The 49ers' ability to stay composed and play from a deficit proved to be a blessing two weeks ago. At the Superdome on Sunday, it may have been a curse.
Convinced they were on the verge of another epic comeback, the Niners fell 5 yards short of a touchdown, three points short of a victory and one win short of Super Bowl perfection, losing 34-31 to the Baltimore Ravens after a last-minute drive stalled in Super Bowl XLVII.
The formula had worked to perfection in the NFC championship game, as the 49ers made up a 17-point gap and overturned the Falcons in Atlanta. But the Ravens proved more resilient.
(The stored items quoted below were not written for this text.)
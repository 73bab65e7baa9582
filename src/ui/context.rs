//! UI context for detecting interactive vs CI environments

use std::io::IsTerminal;

/// Environment variables set by common CI systems
const CI_VARS: [&str; 9] = [
    "CI",
    "GITHUB_ACTIONS",
    "GITLAB_CI",
    "CIRCLECI",
    "TRAVIS",
    "JENKINS_URL",
    "BUILDKITE",
    "TEAMCITY_VERSION",
    "TF_BUILD",
];

/// Decides between fancy and plain output
#[derive(Debug, Clone)]
pub struct UiContext {
    interactive: bool,
    /// `--yes`: answer every prompt with yes
    auto_yes: bool,
}

impl UiContext {
    pub fn detect() -> Self {
        Self {
            interactive: Self::detect_interactive(),
            auto_yes: false,
        }
    }

    pub fn non_interactive() -> Self {
        Self {
            interactive: false,
            auto_yes: false,
        }
    }

    pub fn with_auto_yes(mut self, yes: bool) -> Self {
        self.auto_yes = yes;
        self
    }

    pub fn is_interactive(&self) -> bool {
        self.interactive
    }

    pub fn auto_yes(&self) -> bool {
        self.auto_yes
    }

    /// Spinners and colors only make sense on a terminal
    pub fn use_fancy_output(&self) -> bool {
        self.interactive
    }

    fn detect_interactive() -> bool {
        std::io::stdout().is_terminal()
            && std::io::stdin().is_terminal()
            && !CI_VARS.iter().any(|var| std::env::var_os(var).is_some())
    }
}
And while Jim Harbaugh was again able to rally his team, it was his older brother, John, who is a Super Bowl champion.
"The meeting with Jim in the middle (of the field) was probably the most difficult thing I have ever been associated with in my life," John Harbaugh said.
Imagine how tough it was for Jim.
If just one of Colin Kaepernick's final three throws to Michael Crabtree had been complete, we'd probably be comparing these 49ers to the great San Francisco teams of all time. Their second-half rally was stunning. Down 28-6 after Jacoby Jones' 108-yard kickoff return, they flipped the switch and had the 49ers portion of the stadium going crazy.
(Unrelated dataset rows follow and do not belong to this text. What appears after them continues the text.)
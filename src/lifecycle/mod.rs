//! Version lifecycle: install, activate, control messages
//!
//! A new build goes through `install` (pre-populate the asset store from
//! the static manifest) and `activate` (claim clients, delete every store
//! of older generations). Only an activated version routes requests.
//!
//! # Worker States
//!
//! | State | Entered when | Next |
//! |-------|--------------|------|
//! | Parsed | manager created | Installing |
//! | Installing | install started | Installed, Redundant |
//! | Installed | manifest stored | Activating |
//! | Activating | activation started | Activated |
//! | Activated | stale stores collected | Activating (re-run) |
//! | Redundant | install failed | - |

pub mod clients;
pub mod manager;
pub mod manifest;
pub mod message;
pub mod registration;
pub mod state;

pub use clients::{Client, Clients};
pub use manager::{ActivationReport, InstallReport, LifecycleManager, Transition};
pub use manifest::StaticAssetManifest;
pub use message::ControlMessage;
pub use registration::Registration;
pub use state::WorkerState;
It started with a 31-yard catch-and-run by Crabtree that left two Ravens on the ground and cut Baltimore's lead to 28-13. Then came a nifty punt return by Ted Ginn and a 6-yard touchdown run by Frank Gore. Moments later, cornerback Tarell Brown stripped the ball from Ray Rice and recovered the fumble, setting up a David Akers field goal that made it 28-23.
You could feel the tide turning.
Even when the Ravens fought back for a field goal, the Niners looked like the fresher team. Kaepernick engineered a lightning-fast drive and ended it with a 15-yard sprint around the left end, cutting the deficit to two points. Going for the tie, Kaepernick threw incomplete on the 2-point conversion attempt.
Baltimore added another field goal to make the score 34-29, then came up with the big defensive stop. The 49ers padded their final score on a safety when Ravens punter Sam Koch ran around in the end zone to kill time and took a safety.
The first half was a nightmare for San Francisco. The dagger came with the 49ers trailing 14-3, just after the two-minute warning in the first half. Nickel back Chris Culliver had been playing well to that point, but he let speedster Jones run by him. Joe Flacco's throw hung a bit, forcing Jones to make a falling catch, and Culliver failed to touch him down.
Jones got up, eluded Dashon Goldson and beat a couple of 49ers into the end zone for a touchdown that gave Baltimore a commanding 21-3 lead.
The Ravens had struck first on a 13-yard scoring pass from Flacco to Anquan Bolden just 4:24 into the game. They added another touchdown pass in the second quarter when Flacco found tight end Dennis Pitta wide open between Patrick Willis and Donte Whitner. Both of those first-half scoring throws were right down the middle of the field.
The Niners' 15-point halftime deficit could have been worse, too. The Ravens were poised to pad what was then a 14-3 lead when John Harbaugh, a long-time special teams coach before getting the head job at Baltimore, called for a fake field goal on fourth-and-9 from the San Francisco 14. Kicker Justin Tucker took a direct snap and ran for the left edge, but Darcel McBath pushed him out of bounds a yard short and the 49ers took possession.
Kaepernick nearly threw back-to-back interceptions, too. After Ed Reed's first-half pick, Kaepernick's next throw was a toss to Randy Moss that Baltimore's Cary Williams nearly caught inside the San Francisco 15.
The 49ers' Super Bowl dreams are on hold for another year.
"You know how hard you had to work to get to this point," defensive lineman Ricky Jean Francois said. "Now what are you gonna do about it? You gonna keep your head down for the rest of your life? I understand this is gonna stay with you for a while, but you got to learn from it. As we learned from the NFC championship game last year, we got to learn from this, too, from the Super Bowl."